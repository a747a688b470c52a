pub mod enrollment;
pub mod enums;
pub mod event;
pub mod metadata;
pub mod org_unit;
pub mod relationship;
pub mod sharing;
pub mod tracked_entity;
pub mod user;

pub use enrollment::*;
pub use event::*;
pub use metadata::*;
pub use org_unit::*;
pub use relationship::*;
pub use sharing::Sharing;
pub use tracked_entity::*;
pub use user::User;
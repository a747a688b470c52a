//! Sharing-based row resolution and its per-request memo.

use std::cell::RefCell;
use std::collections::HashSet;

use crate::db::DatabaseError;
use crate::models::User;

/// Resolves which metadata rows a user may read data of. Each method returns
/// internal ids; callers check membership.
pub trait AclResolver {
    fn accessible_tracked_entity_types(
        &self,
        user_uid: &str,
        user_groups: &[String],
    ) -> Result<HashSet<i64>, DatabaseError>;

    fn accessible_programs(
        &self,
        user_uid: &str,
        user_groups: &[String],
    ) -> Result<HashSet<i64>, DatabaseError>;

    fn accessible_program_stages(
        &self,
        user_uid: &str,
        user_groups: &[String],
    ) -> Result<HashSet<i64>, DatabaseError>;

    fn accessible_relationship_types(
        &self,
        user_uid: &str,
        user_groups: &[String],
    ) -> Result<HashSet<i64>, DatabaseError>;
}

type IdSet = RefCell<Option<HashSet<i64>>>;

/// Memoized id sets for one request. Superusers never hit the resolver.
#[derive(Debug, Default)]
pub struct AclCache {
    tracked_entity_types: IdSet,
    programs: IdSet,
    program_stages: IdSet,
    relationship_types: IdSet,
}

fn contains(
    cell: &IdSet,
    id: i64,
    load: impl FnOnce() -> Result<HashSet<i64>, DatabaseError>,
) -> Result<bool, DatabaseError> {
    if let Some(ids) = cell.borrow().as_ref() {
        return Ok(ids.contains(&id));
    }
    let ids = load()?;
    tracing::trace!(count = ids.len(), "acl id set resolved");
    let found = ids.contains(&id);
    *cell.borrow_mut() = Some(ids);
    Ok(found)
}

impl AclCache {
    pub fn new() -> Self {
        Self::default()
    }

    pub fn can_read_tracked_entity_type<R: AclResolver + ?Sized>(
        &self,
        resolver: &R,
        user: &User,
        id: i64,
    ) -> Result<bool, DatabaseError> {
        if user.is_super() {
            return Ok(true);
        }
        contains(&self.tracked_entity_types, id, || {
            resolver.accessible_tracked_entity_types(&user.uid, &user.groups)
        })
    }

    pub fn can_read_program<R: AclResolver + ?Sized>(
        &self,
        resolver: &R,
        user: &User,
        id: i64,
    ) -> Result<bool, DatabaseError> {
        if user.is_super() {
            return Ok(true);
        }
        contains(&self.programs, id, || {
            resolver.accessible_programs(&user.uid, &user.groups)
        })
    }

    pub fn can_read_program_stage<R: AclResolver + ?Sized>(
        &self,
        resolver: &R,
        user: &User,
        id: i64,
    ) -> Result<bool, DatabaseError> {
        if user.is_super() {
            return Ok(true);
        }
        contains(&self.program_stages, id, || {
            resolver.accessible_program_stages(&user.uid, &user.groups)
        })
    }

    pub fn can_read_relationship_type<R: AclResolver + ?Sized>(
        &self,
        resolver: &R,
        user: &User,
        id: i64,
    ) -> Result<bool, DatabaseError> {
        if user.is_super() {
            return Ok(true);
        }
        contains(&self.relationship_types, id, || {
            resolver.accessible_relationship_types(&user.uid, &user.groups)
        })
    }
}
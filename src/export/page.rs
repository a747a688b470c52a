//! Paging parameters and the `Page`/`Pager` response shape.

use serde::Serialize;

use crate::config::{DEFAULT_PAGE_SIZE, MAX_PAGE_SIZE};
use crate::error::TrackerError;

/// 1-based page window requested by the caller.
#[derive(Debug, Clone, Copy, PartialEq, Eq)]
pub struct PageParams {
    page: u32,
    page_size: u32,
    page_total: bool,
}

impl Default for PageParams {
    fn default() -> Self {
        Self {
            page: 1,
            page_size: DEFAULT_PAGE_SIZE,
            page_total: false,
        }
    }
}

impl PageParams {
    pub fn new(page: u32, page_size: u32, page_total: bool) -> Result<Self, TrackerError> {
        Self::bounded(page, page_size, page_total, MAX_PAGE_SIZE)
    }

    /// Same as [`PageParams::new`] with a caller-provided page size ceiling.
    pub fn bounded(
        page: u32,
        page_size: u32,
        page_total: bool,
        max_page_size: u32,
    ) -> Result<Self, TrackerError> {
        if page < 1 {
            return Err(TrackerError::bad_request(
                "page must be greater than or equal to 1",
            ));
        }
        if page_size < 1 || page_size > max_page_size {
            return Err(TrackerError::bad_request(format!(
                "pageSize must be between 1 and {max_page_size}"
            )));
        }
        Ok(Self {
            page,
            page_size,
            page_total,
        })
    }

    /// First page holding a single item, used for lookups by UID.
    pub fn single() -> Self {
        Self {
            page: 1,
            page_size: 1,
            page_total: false,
        }
    }

    pub fn page(&self) -> u32 {
        self.page
    }

    pub fn page_size(&self) -> u32 {
        self.page_size
    }

    pub fn page_total(&self) -> bool {
        self.page_total
    }

    pub fn offset(&self) -> i64 {
        i64::from(self.page - 1) * i64::from(self.page_size)
    }
}

/// Pager metadata. Carries `total`/`pageCount` when the total was requested,
/// `isLastPage` otherwise; never both.
#[derive(Debug, Clone, PartialEq, Eq, Serialize)]
#[serde(rename_all = "camelCase")]
pub struct Pager {
    page: u32,
    page_size: u32,
    #[serde(skip_serializing_if = "Option::is_none")]
    total: Option<u64>,
    #[serde(skip_serializing_if = "Option::is_none")]
    page_count: Option<u64>,
    #[serde(skip_serializing_if = "Option::is_none")]
    is_last_page: Option<bool>,
}

impl Pager {
    pub fn with_total(params: &PageParams, total: u64) -> Self {
        let size = u64::from(params.page_size);
        Self {
            page: params.page,
            page_size: params.page_size,
            total: Some(total),
            page_count: Some(total.div_ceil(size)),
            is_last_page: None,
        }
    }

    pub fn with_last_page(params: &PageParams, is_last_page: bool) -> Self {
        Self {
            page: params.page,
            page_size: params.page_size,
            total: None,
            page_count: None,
            is_last_page: Some(is_last_page),
        }
    }

    pub fn page(&self) -> u32 {
        self.page
    }

    pub fn page_size(&self) -> u32 {
        self.page_size
    }

    pub fn total(&self) -> Option<u64> {
        self.total
    }

    pub fn page_count(&self) -> Option<u64> {
        self.page_count
    }

    pub fn is_last_page(&self) -> Option<bool> {
        self.is_last_page
    }

    /// Whether this pager was produced for a `totalPages=true` request.
    pub fn is_page_total(&self) -> bool {
        self.total.is_some()
    }
}

#[derive(Debug, Clone, PartialEq, Serialize)]
pub struct Page<T> {
    pub items: Vec<T>,
    pub pager: Pager,
}

impl<T> Page<T> {
    pub fn new(items: Vec<T>, pager: Pager) -> Self {
        Self { items, pager }
    }

    /// Replace the items, keeping the store's pager untouched.
    pub fn with_items<U>(self, items: Vec<U>) -> Page<U> {
        Page {
            items,
            pager: self.pager,
        }
    }
}
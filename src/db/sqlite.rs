use std::path::Path;

use rusqlite::Connection;

use super::DatabaseError;

/// Open a SQLite connection to the given path and run migrations
pub fn open_database(path: &Path) -> Result<Connection, DatabaseError> {
    if let Some(parent) = path.parent() {
        if !parent.as_os_str().is_empty() && !parent.exists() {
            std::fs::create_dir_all(parent).map_err(|e| DatabaseError::MigrationFailed {
                version: 0,
                reason: format!("cannot create {}: {e}", parent.display()),
            })?;
        }
    }
    let conn = Connection::open(path)?;
    configure_pragmas(&conn)?;
    run_migrations(&conn)?;
    Ok(conn)
}

/// Open an in-memory database (for testing)
pub fn open_memory_database() -> Result<Connection, DatabaseError> {
    let conn = Connection::open_in_memory()?;
    configure_pragmas(&conn)?;
    run_migrations(&conn)?;
    Ok(conn)
}

fn configure_pragmas(conn: &Connection) -> Result<(), DatabaseError> {
    conn.execute_batch(
        "PRAGMA journal_mode=DELETE;
         PRAGMA foreign_keys=ON;",
    )?;
    Ok(())
}

/// Run all pending migrations
pub fn run_migrations(conn: &Connection) -> Result<(), DatabaseError> {
    let current_version = get_current_version(conn);

    let migrations: Vec<(i64, &str)> = vec![(
        1,
        include_str!("../../resources/migrations/001_tracker.sql"),
    )];

    for (version, sql) in migrations {
        if version > current_version {
            tracing::info!("Running migration v{version}");
            conn.execute_batch(sql).map_err(|e| DatabaseError::MigrationFailed {
                version,
                reason: e.to_string(),
            })?;
        }
    }

    Ok(())
}

/// Get the current schema version (0 if no schema exists yet)
fn get_current_version(conn: &Connection) -> i64 {
    conn.query_row("SELECT MAX(version) FROM schema_version", [], |row| {
        row.get::<_, i64>(0)
    })
    .unwrap_or(0)
}

/// Count tables in the database (for verification)
pub fn count_tables(conn: &Connection) -> Result<i64, DatabaseError> {
    let count = conn.query_row(
        "SELECT COUNT(*) FROM sqlite_master WHERE type='table' AND name NOT LIKE 'sqlite_%'",
        [],
        |row| row.get::<_, i64>(0),
    )?;
    Ok(count)
}
impl<'a, S: TrackerStore> EnrollmentService<'a, S> {
    pub fn new(store: &'a S) -> Self {
        Self {
            store,
            access: TrackerAccessManager::new(store),
            events: EventService::new(store),
            relationships: RelationshipService::new(store),
            attributes: AttributeService::new(store),
        }
    }

    pub fn get_enrollment(&self, ctx: &RequestContext, uid: &str) -> Result<Enrollment, TrackerError> {
        self.get_enrollment_with(ctx, uid, EnrollmentParams::FALSE, false)
    }

    /// Single enrollment as a one-item page. Inaccessible and missing
    /// enrollments are both `NotFound`.
    pub fn get_enrollment_with(
        &self,
        ctx: &RequestContext,
        uid: &str,
        params: EnrollmentParams,
        include_deleted: bool,
    ) -> Result<Enrollment, TrackerError> {
        if !is_valid_uid(uid) {
            return Err(TrackerError::bad_request(format!("Invalid enrollment UID: {uid}")));
        }
        let operation = EnrollmentOperationParams {
            enrollment_params: params,
            include_deleted,
            ..EnrollmentOperationParams::for_enrollments([uid])
        };

        self.store.in_read_transaction(|| {
            let query = self.map_internal(ctx, &operation)?;
            let page = self.store.get_enrollments_page(&query, &PageParams::single())?;
            let mut enrollments = self.filter_and_build(ctx, page.items, &query, &operation)?;
            if enrollments.is_empty() {
                return Err(TrackerError::not_found("Enrollment", uid));
            }
            Ok(enrollments.swap_remove(0))
        })
    }

    /// Enrollments by UID without nested collections.
    pub fn get_enrollments_by_uids(
        &self,
        ctx: &RequestContext,
        uids: &[&str],
    ) -> Result<Vec<Enrollment>, TrackerError> {
        if uids.is_empty() {
            return Ok(Vec::new());
        }
        let operation = EnrollmentOperationParams::for_enrollments(uids.iter().copied());
        self.store.in_read_transaction(|| {
            let query = self.map_internal(ctx, &operation)?;
            let candidates = self.store.get_enrollments(&query)?;
            self.filter_and_build(ctx, candidates, &query, &operation)
        })
    }

    pub fn get_enrollments(
        &self,
        ctx: &RequestContext,
        operation: &EnrollmentOperationParams,
    ) -> Result<Vec<Enrollment>, TrackerError> {
        self.store.in_read_transaction(|| {
            let query = map_enrollment_params(self.store, ctx, operation)?;
            let candidates = self.store.get_enrollments(&query)?;
            let enrollments = self.filter_and_build(ctx, candidates, &query, operation)?;
            tracing::debug!(count = enrollments.len(), mode = %query.org_unit_mode, "enrollments exported");
            Ok(enrollments)
        })
    }

    /// Paged export. The pager reflects the store's window, not the number
    /// of items left after access filtering.
    pub fn get_enrollments_paged(
        &self,
        ctx: &RequestContext,
        operation: &EnrollmentOperationParams,
        page_params: &PageParams,
    ) -> Result<Page<Enrollment>, TrackerError> {
        self.store.in_read_transaction(|| {
            let query = map_enrollment_params(self.store, ctx, operation)?;
            let mut page = self.store.get_enrollments_page(&query, page_params)?;
            let candidates = std::mem::take(&mut page.items);
            let enrollments = self.filter_and_build(ctx, candidates, &query, operation)?;
            tracing::debug!(
                page = page_params.page(),
                count = enrollments.len(),
                mode = %query.org_unit_mode,
                "enrollment page exported"
            );
            Ok(page.with_items(enrollments))
        })
    }

    /// Enrollment side of a relationship; `None` when missing or not visible.
    pub fn get_enrollment_in_relationship_item(
        &self,
        ctx: &RequestContext,
        uid: &str,
        include_deleted: bool,
    ) -> Result<Option<Enrollment>, TrackerError> {
        match self.get_enrollment_with(ctx, uid, EnrollmentParams::FALSE, include_deleted) {
            Ok(enrollment) => Ok(Some(enrollment)),
            Err(TrackerError::NotFound { .. } | TrackerError::Forbidden(_)) => Ok(None),
            Err(err) => Err(err),
        }
    }

    pub fn get_orderable_fields(&self) -> Vec<&'static str> {
        self.store.get_orderable_fields()
    }

    /// Mapping of internally built params; a rejection is a defect here.
    fn map_internal(
        &self,
        ctx: &RequestContext,
        operation: &EnrollmentOperationParams,
    ) -> Result<EnrollmentQueryParams, TrackerError> {
        map_enrollment_params(self.store, ctx, operation).map_err(|err| match err {
            TrackerError::BadRequest(message) => {
                tracing::error!(%message, "enrollment params rejected");
                TrackerError::precondition("EnrollmentOperationParams")
            }
            other => other,
        })
    }

    fn filter_and_build(
        &self,
        ctx: &RequestContext,
        candidates: Vec<Enrollment>,
        query: &EnrollmentQueryParams,
        operation: &EnrollmentOperationParams,
    ) -> Result<Vec<Enrollment>, TrackerError> {
        let skip_ownership = query.org_unit_mode == OrgUnitSelectionMode::All;
        let mut result = Vec::with_capacity(candidates.len());
        for enrollment in candidates {
            if !skip_ownership
                && !self.access.ownership().has_access(
                    ctx,
                    enrollment.tracked_entity.as_ref(),
                    &enrollment.program,
                )?
            {
                tracing::trace!(uid = %enrollment.uid, "enrollment dropped: ownership");
                continue;
            }
            let errors = self.access.can_read_enrollment(ctx, &enrollment, skip_ownership)?;
            if !errors.is_empty() {
                tracing::trace!(uid = %enrollment.uid, ?errors, "enrollment dropped: access");
                continue;
            }
            result.push(self.sanitized(
                ctx,
                &enrollment,
                operation.enrollment_params,
                operation.include_deleted,
            )?);
        }
        Ok(result)
    }

    /// Field-by-field copy of a stored enrollment. Nested collections are
    /// filled only when requested.
    fn sanitized(
        &self,
        ctx: &RequestContext,
        enrollment: &Enrollment,
        params: EnrollmentParams,
        include_deleted: bool,
    ) -> Result<Enrollment, TrackerError> {
        let events = if params.include_events {
            let query = EventQueryParams {
                enrollments: [enrollment.uid.clone()].into(),
                include_deleted,
                event_params: params.event_params,
            };
            Some(self.events.get_events(ctx, &query)?)
        } else {
            None
        };

        let relationship_items = if params.include_relationships {
            Some(self.relationships.readable_relationships_of(
                ctx,
                RelationshipEntity::Enrollment,
                &enrollment.uid,
                include_deleted,
            )?)
        } else {
            None
        };

        let attributes = if params.include_attributes {
            let readable = self
                .attributes
                .get_all_user_readable_attributes(ctx, std::slice::from_ref(&enrollment.program))?;
            let values = enrollment
                .tracked_entity
                .iter()
                .flat_map(|te| te.attribute_values.iter())
                .filter(|value| readable.contains(&value.attribute))
                .cloned()
                .collect();
            Some(values)
        } else {
            None
        };

        Ok(Enrollment {
            id: enrollment.id,
            uid: enrollment.uid.clone(),
            tracked_entity: enrollment.tracked_entity.as_ref().map(|te| te.reference()),
            program: enrollment.program.clone(),
            org_unit: enrollment.org_unit.clone(),
            geometry: enrollment.geometry.clone(),
            created: enrollment.created,
            created_at_client: enrollment.created_at_client,
            last_updated: enrollment.last_updated,
            last_updated_at_client: enrollment.last_updated_at_client,
            status: enrollment.status,
            enrollment_date: enrollment.enrollment_date,
            occurred_date: enrollment.occurred_date,
            follow_up: enrollment.follow_up,
            completed_date: enrollment.completed_date,
            completed_by: enrollment.completed_by.clone(),
            stored_by: enrollment.stored_by.clone(),
            created_by: enrollment.created_by.clone(),
            last_updated_by: enrollment.last_updated_by.clone(),
            deleted: enrollment.deleted,
            notes: enrollment.notes.clone(),
            events,
            relationship_items,
            attributes,
        })
    }
}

Task prompt
All lines above from the line with "pub mod enrollment;" through the line with "pub use relationship::*;", both included, are to be set down exactly, with nothing else.

Answer space
pub mod enrollment;
pub mod enums;
pub mod event;
pub mod metadata;
pub mod org_unit;
pub mod relationship;
pub mod sharing;
pub mod tracked_entity;
pub mod user;

pub use enrollment::*;
pub use event::*;
pub use metadata::*;
pub use org_unit::*;
pub use relationship::*;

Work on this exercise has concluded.